### Directions
Every entry needs to appear again exactly as written below.

### Information provided
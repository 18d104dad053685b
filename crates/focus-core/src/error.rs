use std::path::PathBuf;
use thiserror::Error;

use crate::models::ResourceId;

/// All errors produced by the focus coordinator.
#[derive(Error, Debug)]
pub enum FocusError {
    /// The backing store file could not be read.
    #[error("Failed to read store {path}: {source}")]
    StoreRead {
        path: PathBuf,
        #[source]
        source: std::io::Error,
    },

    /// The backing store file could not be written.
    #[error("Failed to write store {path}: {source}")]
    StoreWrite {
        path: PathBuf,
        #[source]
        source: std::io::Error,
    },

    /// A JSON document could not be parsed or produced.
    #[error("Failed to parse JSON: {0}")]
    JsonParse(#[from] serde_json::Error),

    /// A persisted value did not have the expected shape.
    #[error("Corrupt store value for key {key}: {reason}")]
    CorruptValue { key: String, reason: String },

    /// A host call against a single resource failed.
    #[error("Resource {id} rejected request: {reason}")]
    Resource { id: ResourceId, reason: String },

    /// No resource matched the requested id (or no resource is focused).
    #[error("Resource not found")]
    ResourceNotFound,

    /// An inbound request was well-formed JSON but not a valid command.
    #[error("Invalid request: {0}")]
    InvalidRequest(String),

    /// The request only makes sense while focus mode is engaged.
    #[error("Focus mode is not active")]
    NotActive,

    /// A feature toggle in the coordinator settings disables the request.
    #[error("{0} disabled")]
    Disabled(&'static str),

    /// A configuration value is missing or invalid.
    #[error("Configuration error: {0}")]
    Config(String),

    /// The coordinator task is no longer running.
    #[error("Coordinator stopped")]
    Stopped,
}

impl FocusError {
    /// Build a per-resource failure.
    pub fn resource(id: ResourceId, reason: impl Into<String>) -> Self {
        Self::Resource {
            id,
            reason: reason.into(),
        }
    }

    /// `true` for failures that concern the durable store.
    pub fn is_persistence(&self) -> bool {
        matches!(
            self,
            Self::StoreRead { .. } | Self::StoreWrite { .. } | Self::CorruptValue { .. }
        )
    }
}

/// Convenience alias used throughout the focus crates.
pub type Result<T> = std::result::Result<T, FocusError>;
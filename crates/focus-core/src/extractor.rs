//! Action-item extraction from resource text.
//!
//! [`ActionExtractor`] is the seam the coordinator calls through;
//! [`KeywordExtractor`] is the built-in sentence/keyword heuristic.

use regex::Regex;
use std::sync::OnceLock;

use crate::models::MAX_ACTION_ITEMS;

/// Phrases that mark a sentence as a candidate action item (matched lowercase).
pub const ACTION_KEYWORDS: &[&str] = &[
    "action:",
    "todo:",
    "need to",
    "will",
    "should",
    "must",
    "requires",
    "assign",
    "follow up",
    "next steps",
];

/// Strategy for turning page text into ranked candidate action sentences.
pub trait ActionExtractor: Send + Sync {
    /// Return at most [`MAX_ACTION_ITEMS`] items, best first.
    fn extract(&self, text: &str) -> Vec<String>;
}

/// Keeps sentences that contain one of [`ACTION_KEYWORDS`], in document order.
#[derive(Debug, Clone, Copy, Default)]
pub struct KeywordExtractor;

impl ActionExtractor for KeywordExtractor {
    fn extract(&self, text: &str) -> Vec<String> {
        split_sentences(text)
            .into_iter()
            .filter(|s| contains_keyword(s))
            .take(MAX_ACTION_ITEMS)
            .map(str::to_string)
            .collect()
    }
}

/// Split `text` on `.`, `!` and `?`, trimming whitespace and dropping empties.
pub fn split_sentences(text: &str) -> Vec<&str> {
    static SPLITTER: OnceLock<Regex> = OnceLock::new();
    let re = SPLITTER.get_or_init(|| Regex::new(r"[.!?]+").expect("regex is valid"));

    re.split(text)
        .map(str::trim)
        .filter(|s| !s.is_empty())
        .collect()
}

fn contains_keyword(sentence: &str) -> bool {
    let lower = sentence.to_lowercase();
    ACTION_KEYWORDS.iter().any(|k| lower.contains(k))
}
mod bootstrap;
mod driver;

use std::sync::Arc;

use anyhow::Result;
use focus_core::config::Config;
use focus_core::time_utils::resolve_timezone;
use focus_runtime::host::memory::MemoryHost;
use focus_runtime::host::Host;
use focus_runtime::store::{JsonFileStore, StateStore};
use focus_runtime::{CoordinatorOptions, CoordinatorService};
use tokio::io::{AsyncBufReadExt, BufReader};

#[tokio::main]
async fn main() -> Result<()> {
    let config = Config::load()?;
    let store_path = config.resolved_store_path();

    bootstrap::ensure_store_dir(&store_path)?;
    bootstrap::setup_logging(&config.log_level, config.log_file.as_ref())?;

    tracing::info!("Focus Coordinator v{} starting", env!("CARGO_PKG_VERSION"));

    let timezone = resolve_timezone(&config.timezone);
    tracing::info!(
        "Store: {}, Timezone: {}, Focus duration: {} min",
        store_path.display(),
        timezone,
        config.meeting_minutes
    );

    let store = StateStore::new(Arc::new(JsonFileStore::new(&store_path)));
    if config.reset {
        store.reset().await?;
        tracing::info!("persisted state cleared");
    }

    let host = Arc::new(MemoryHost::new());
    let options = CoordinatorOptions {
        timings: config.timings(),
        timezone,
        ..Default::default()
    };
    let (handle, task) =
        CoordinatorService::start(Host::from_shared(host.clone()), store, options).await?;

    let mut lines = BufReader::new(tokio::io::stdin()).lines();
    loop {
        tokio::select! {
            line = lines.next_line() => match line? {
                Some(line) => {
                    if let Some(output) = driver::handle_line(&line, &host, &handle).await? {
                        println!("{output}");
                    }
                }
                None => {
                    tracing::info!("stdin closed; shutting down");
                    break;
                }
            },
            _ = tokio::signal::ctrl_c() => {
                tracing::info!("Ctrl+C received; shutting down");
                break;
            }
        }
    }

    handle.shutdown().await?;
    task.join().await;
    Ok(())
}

### Answer section
repository 18d104dad053685b
filename crates/focus-core/src/error.rs
use std::path::PathBuf;
use thiserror::Error;

use crate::models::ResourceId;

/// All errors produced by the focus coordinator.
#[derive(Error, Debug)]
pub enum FocusError {
    /// The backing store file could not be read.
    #[error("Failed to read store {path}: {source}")]
    StoreRead {
        path: PathBuf,
        #[source]
        source: std::io::Error,
    },

    /// The backing store file could not be written.
    #[error("Failed to write store {path}: {source}")]
    StoreWrite {
        path: PathBuf,
        #[source]
        source: std::io::Error,
    },

    /// A JSON document could not be parsed or produced.
    #[error("Failed to parse JSON: {0}")]
    JsonParse(#[from] serde_json::Error),

    /// A persisted value did not have the expected shape.
    #[error("Corrupt store value for key {key}: {reason}")]
    CorruptValue { key: String, reason: String },

    /// A host call against a single resource failed.
    #[error("Resource {id} rejected request: {reason}")]
    Resource { id: ResourceId, reason: String },

    /// No resource matched the requested id (or no resource is focused).
    #[error("Resource not found")]
    ResourceNotFound,

    /// An inbound request was well-formed JSON but not a valid command.
    #[error("Invalid request: {0}")]
    InvalidRequest(String),

    /// The request only makes sense while focus mode is engaged.
    #[error("Focus mode is not active")]
    NotActive,

    /// A feature toggle in the coordinator settings disables the request.
    #[error("{0} disabled")]
    Disabled(&'static str),

    /// A configuration value is missing or invalid.
    #[error("Configuration error: {0}")]
    Config(String),

    /// The coordinator task is no longer running.
    #[error("Coordinator stopped")]
    Stopped,
}

impl FocusError {
    /// Build a per-resource failure.
    pub fn resource(id: ResourceId, reason: impl Into<String>) -> Self {
        Self::Resource {
            id,
            reason: reason.into(),
        }
    }

    /// `true` for failures that concern the durable store.
    pub fn is_persistence(&self) -> bool {
        matches!(
            self,
            Self::StoreRead { .. } | Self::StoreWrite { .. } | Self::CorruptValue { .. }
        )
    }
}

/// Convenience alias used throughout the focus crates.
pub type Result<T> = std::result::Result<T, FocusError>;
filename crates/focus-core/src/extractor.rs
//! Action-item extraction from resource text.
//!
//! [`ActionExtractor`] is the seam the coordinator calls through;
//! [`KeywordExtractor`] is the built-in sentence/keyword heuristic.

use regex::Regex;
use std::sync::OnceLock;

use crate::models::MAX_ACTION_ITEMS;

/// Phrases that mark a sentence as a candidate action item (matched lowercase).
pub const ACTION_KEYWORDS: &[&str] = &[
    "action:",
    "todo:",
    "need to",
    "will",
    "should",
    "must",
    "requires",
    "assign",
    "follow up",
    "next steps",
];

/// Strategy for turning page text into ranked candidate action sentences.
pub trait ActionExtractor: Send + Sync {
    /// Return at most [`MAX_ACTION_ITEMS`] items, best first.
    fn extract(&self, text: &str) -> Vec<String>;
}

/// Keeps sentences that contain one of [`ACTION_KEYWORDS`], in document order.
#[derive(Debug, Clone, Copy, Default)]
pub struct KeywordExtractor;

impl ActionExtractor for KeywordExtractor {
    fn extract(&self, text: &str) -> Vec<String> {
        split_sentences(text)
            .into_iter()
            .filter(|s| contains_keyword(s))
            .take(MAX_ACTION_ITEMS)
            .map(str::to_string)
            .collect()
    }
}

/// Split `text` on `.`, `!` and `?`, trimming whitespace and dropping empties.
pub fn split_sentences(text: &str) -> Vec<&str> {
    static SPLITTER: OnceLock<Regex> = OnceLock::new();
    let re = SPLITTER.get_or_init(|| Regex::new(r"[.!?]+").expect("regex is valid"));

    re.split(text)
        .map(str::trim)
        .filter(|s| !s.is_empty())
        .collect()
}

fn contains_keyword(sentence: &str) -> bool {
    let lower = sentence.to_lowercase();
    ACTION_KEYWORDS.iter().any(|k| lower.contains(k))
}
mod bootstrap;
mod driver;

use std::sync::Arc;

use anyhow::Result;
use focus_core::config::Config;
use focus_core::time_utils::resolve_timezone;
use focus_runtime::host::memory::MemoryHost;
use focus_runtime::host::Host;
use focus_runtime::store::{JsonFileStore, StateStore};
use focus_runtime::{CoordinatorOptions, CoordinatorService};
use tokio::io::{AsyncBufReadExt, BufReader};

#[tokio::main]
async fn main() -> Result<()> {
    let config = Config::load()?;
    let store_path = config.resolved_store_path();

    bootstrap::ensure_store_dir(&store_path)?;
    bootstrap::setup_logging(&config.log_level, config.log_file.as_ref())?;

    tracing::info!("Focus Coordinator v{} starting", env!("CARGO_PKG_VERSION"));

    let timezone = resolve_timezone(&config.timezone);
    tracing::info!(
        "Store: {}, Timezone: {}, Focus duration: {} min",
        store_path.display(),
        timezone,
        config.meeting_minutes
    );

    let store = StateStore::new(Arc::new(JsonFileStore::new(&store_path)));
    if config.reset {
        store.reset().await?;
        tracing::info!("persisted state cleared");
    }

    let host = Arc::new(MemoryHost::new());
    let options = CoordinatorOptions {
        timings: config.timings(),
        timezone,
        ..Default::default()
    };
    let (handle, task) =
        CoordinatorService::start(Host::from_shared(host.clone()), store, options).await?;

    let mut lines = BufReader::new(tokio::io::stdin()).lines();
    loop {
        tokio::select! {
            line = lines.next_line() => match line? {
                Some(line) => {
                    if let Some(output) = driver::handle_line(&line, &host, &handle).await? {
                        println!("{output}");
                    }
                }
                None => {
                    tracing::info!("stdin closed; shutting down");
                    break;
                }
            },
            _ = tokio::signal::ctrl_c() => {
                tracing::info!("Ctrl+C received; shutting down");
                break;
            }
        }
    }

    handle.shutdown().await?;
    task.join().await;
    Ok(())
}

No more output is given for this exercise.